El pasado 26 de septiembre, durante un mitin en el Zócalo de la Ciudad de México, Vidulfo Rosales –abogado que ofrece apoyo legal a los padres del caso Ayotzinapaanunció la creación de un “frente amplio que coadyuve a la transformación radical” del país. Tras el evento, algunos comunicadores interpretaron esa declaración como el inminente intento de crear un nuevo partido político. El periodista Ricardo Alemán, en su artículo “¿No qué no? Los ’43’ van por un partido político”, escribió que, aquella tarde, se vio “una verdadera perla del oportunismo que confirma (…) un diseño político electoral” del movimiento.

 

No suscribo el tono ni el artículo de Alemán. Lo que sí creo es que, en cierta medida, distintas manos han torcido políticamente el caso Ayotzinapa –proceso inevitable en eventos tan socialmente disruptivos como éste–. Pero, con la no violencia como requisito primo e inexorable, la incursión política de movimientos sociales genuinos debería ser apoyada por el Estado, debería ser un paso natural y no debería espantarnos.

 

Un ejemplo de esta visión lo da el activista norteamericano Micah White, cocreador del movimiento #OccupyWallStreet, que entre 2011 y 2012 inspiró protestas –tanto en Estados Unidos como en otros 82 países– contra la desigualdad del ingreso, la excesiva influencia del dinero corporativo en los gobiernos y la corrupción política, principalmente. En entrevista con Los Angeles Review of Books sobre su nuevo libro El fin de la protesta, White declara que un movimiento social debe “crear estructuras que le den una permanencia”, ya que “sólo se puede llegar hasta cierto punto cuando haces exigencias a la gente en el poder.

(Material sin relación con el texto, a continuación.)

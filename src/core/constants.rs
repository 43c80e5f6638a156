//! A collection of constants.

/// Column holding the character name in the wide input.
pub const NAME_COLUMN: &str = "Name";

/// Volume columns in canonical order.  Records are always emitted in this
/// order, whatever order the input columns come in.
pub const VOLUME_COLUMNS: [&str; 9] = [
    "Trailers",
    "Volume 1",
    "Volume 2",
    "Volume 3",
    "Volume 4",
    "Volume 5",
    "Volume 6",
    "Volume 7",
    "Volume 8",
];

/// Header of the long-format table, fixed column order.
pub const APPEARANCE_HEADER: [&str; 3] = ["name", "volume", "appearance_type"];

/// Appearance kinds ranked from most present to least present.
pub const APPEARANCE_TYPES: [&str; 9] = [
    "Main",
    "Secondary",
    "Minor",
    "One Appearance",
    "Voice Cameos",
    "Voice Cameo",
    "Cameo",
    "Cameo (Corpse)",
    "Mentioned",
];

/// Values that are not actual appearances and never reach a chart.
pub const EXCLUDED_APPEARANCE_TYPES: [&str; 3] = ["No Appearance", "???", "Deceased"];

pub const DEFAULT_APPEARANCES_CSV: &str = "character_appearances.csv";
pub const DEFAULT_VOLUME_COUNTS_PLOT: &str = "num_characters_by_volume.png";
pub const DEFAULT_CHARACTER_TILES_PLOT: &str = "characters_appearances.png";

/// Charts are laid out in inches and rasterised at this density.
pub const DEFAULT_DPI: u32 = 300;
/// Bar chart is 8 in wide, 9 in tall
pub const VOLUME_COUNTS_INCHES: (u32, u32) = (8, 9);
/// Tile chart is 8 in wide, 45 in tall
pub const CHARACTER_TILES_INCHES: (u32, u32) = (8, 45);

/// Preview falls back to this width when stdout is not a terminal.
pub const FALLBACK_TERMINAL_WIDTH: u16 = 80;
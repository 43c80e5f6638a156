//! Public-facing crate root – re-exports + one-shot pipeline.

pub mod cli;
pub mod core;
pub mod render;

use std::{io::Write, time::Instant};

use log::debug;

pub use crate::core::{
    config::{ReportConfig, ReportConfigBuilder},
    data::{
        AppearanceRecord, AppearanceTable, WideRow, pre_process, read_appearances,
        read_wide_rows, reshape, write_appearances,
    },
    error::{AppearanceError, ConfigError, MissingColumnError},
    ordering::{AppearanceRank, ChartView, DisplayOrder},
};

pub use render::{ChartRenderer, PngRenderer, Preview};

/// Pre-process the wide input, then (unless `pre_process_only`) reload the
/// long table, derive the chart view and render both charts.  A
/// confirmation line goes to `out` after each artifact.
pub fn run_report<R, W>(
    cfg: &ReportConfig,
    renderer: &R,
    out: &mut W,
) -> crate::core::error::Result<()>
where
    R: ChartRenderer + ?Sized,
    W: Write,
{
    let t_reshape = Instant::now();
    let table = pre_process(&cfg.input, &cfg.appearances_csv)?;
    writeln!(
        out,
        "Wrote character appearances to: {}",
        cfg.appearances_csv.display()
    )?;
    debug!(
        "pre-process: {} µs   ({} records)",
        t_reshape.elapsed().as_micros(),
        table.len()
    );

    if cfg.pre_process_only {
        return Ok(());
    }

    let table = crate::core::data::read_appearances_from_path(&cfg.appearances_csv)?;
    let view = ChartView::derive(&table);
    debug!(
        "chart view: {} of {} records kept, {} characters, {} kinds",
        view.records().len(),
        table.len(),
        view.names().len(),
        view.categories().len()
    );

    let t_render = Instant::now();
    renderer.render_volume_counts(&view, &cfg.volume_counts_plot)?;
    writeln!(
        out,
        "Wrote num characters by volume plot to: {}",
        cfg.volume_counts_plot.display()
    )?;

    renderer.render_character_tiles(&view, &cfg.character_tiles_plot)?;
    writeln!(
        out,
        "Wrote character appearances plot: {}",
        cfg.character_tiles_plot.display()
    )?;
    debug!("render: {} µs", t_render.elapsed().as_micros());

    if cfg.preview {
        out.write_all(Preview::for_terminal().render(&view).as_bytes())?;
    }
    Ok(())
}
//! "Num Characters per Volume": stacked bars with a count on each slice.

use std::path::Path;

use plotters::{
    coord::ranged1d::SegmentValue,
    prelude::*,
    style::text_anchor::{HPos, Pos, VPos},
};

use crate::{
    core::{color::appearance_color, ordering::ChartView},
    render::{
        chrome::{
            DrawResult, LEGEND_FRACTION, Scale, categorical_axis, draw_legend, segment_edges,
            segment_label,
        },
        layout::{VolumeStack, volume_stacks},
    },
};

/// Headroom above the tallest bar.
const Y_HEADROOM: f64 = 1.05;

#[allow(clippy::cast_possible_truncation)]
pub fn draw(view: &ChartView, path: &Path, size: (u32, u32), dpi: u32) -> DrawResult<()> {
    let scale = Scale::new(dpi);
    let stacks = volume_stacks(view);
    let y_max = f64::from(stacks.iter().map(VolumeStack::total).max().unwrap_or(0).max(1));
    let volumes = view.volumes();

    let root = BitMapBackend::new(path, size).into_drawing_area();
    root.fill(&WHITE)?;
    let plot_width = (f64::from(size.0) * (1.0 - LEGEND_FRACTION)) as i32;
    let (plot_area, legend_area) = root.split_horizontally(plot_width);

    let mut chart = ChartBuilder::on(&plot_area)
        .caption("Num Characters per Volume", scale.font(16.0))
        .margin(scale.px_u32(8.0))
        .x_label_area_size(scale.px_u32(28.0))
        .y_label_area_size(scale.px_u32(36.0))
        .build_cartesian_2d(categorical_axis(volumes.len()), 0f64..y_max * Y_HEADROOM)?;

    chart
        .configure_mesh()
        .disable_x_mesh()
        .light_line_style(TRANSPARENT)
        .x_labels(volumes.len())
        .x_label_formatter(&|v| segment_label(volumes, v))
        .y_label_formatter(&|y| format!("{y:.0}"))
        .x_desc("Volume")
        .y_desc("Num characters in volume")
        .label_style(scale.font(8.0))
        .axis_desc_style(scale.font(11.0))
        .draw()?;

    let gap = scale.px_u32(4.0);
    for (index, category) in view.categories().iter().enumerate() {
        let fill = RGBColor::from(appearance_color(category.rank)).filled();
        chart.draw_series(stacks.iter().flat_map(|stack| {
            stack
                .segments
                .iter()
                .filter(move |seg| seg.category == index)
                .map(move |seg| {
                    let (left, right) = segment_edges(stack.volume);
                    let mut bar = Rectangle::new(
                        [
                            (left, f64::from(seg.lower)),
                            (right, f64::from(seg.upper)),
                        ],
                        fill,
                    );
                    bar.set_margin(0, 0, gap, gap);
                    bar
                })
        }))?;
    }

    let count_style = scale
        .font(7.0)
        .pos(Pos::new(HPos::Center, VPos::Center));
    chart.draw_series(stacks.iter().flat_map(|stack| {
        let style = count_style.clone();
        stack.segments.iter().map(move |seg| {
            Text::new(
                seg.count().to_string(),
                (
                    SegmentValue::CenterOf(stack.volume as u32),
                    f64::from(seg.lower + seg.upper) / 2.0,
                ),
                style.clone(),
            )
        })
    }))?;

    draw_legend(&legend_area, view.categories(), scale)?;
    root.present()?;
    Ok(())
}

Lo que en última instancia tienes que hacer es convertirte en la gente en el poder”. Luego recalca su idea con un ejemplo que aún resuena en mis oídos mexicanos: “Si deseas cambiar la policía, abolir la policía o convertirte en el jefe de la policía, entonces tienes que ganar elecciones”.

 

En otras palabras, gritarle al poder suele lograr cambios mínimos; los verdaderos cambios –profundos, trascendentes y longevos– los logra quien cuenta con el aparato institucional para semejante reto. La indignación y los deseos de justicia deben competir a través del sistema –con “sistema” me refiero a las instituciones electorales y la normalidad democrática que México ha logrado construir tras varias décadas, y no a nuestro establishment político o la plutocracia nacional.

 

Pero se vislumbran tres problemas inmediatos. Primero, la mayoría de los movimientos sociales vistos como “nacionales” no busca –o no tiene la fuerza para buscar– legitimidad mediante las urnas. Segundo, la competencia equitativa no es precisamente el orgullo de nuestro sistema electoral. Tercero, existen mecanismos que podrían usar para aspirar al poder, como las candidaturas independientes o una conformación de partidos políticos más sencilla, pero las primeras son objeto de bloqueos y la segunda requiere un amplio consenso político.

 

Aun así, si los padres de los normalistas desean, por propia voluntad, conformar un frente o partido político pacífico, adelante. Es más, otros movimientos sociales con esta característica, grandes o chicos, deberían buscar lo mismo: incidir a través del poder real –ya sea a nivel municipal, estatal o federal– y no sólo mediante la autoridad moral. En un país en el que desaparecen estudiantes, se queman guarderías, se asesinan mujeres y pocos pisan cárceles, la lucha electoral es, muchas veces, un despresurizador social necesario y, al mismo tiempo, la única forma de cambiar la realidad.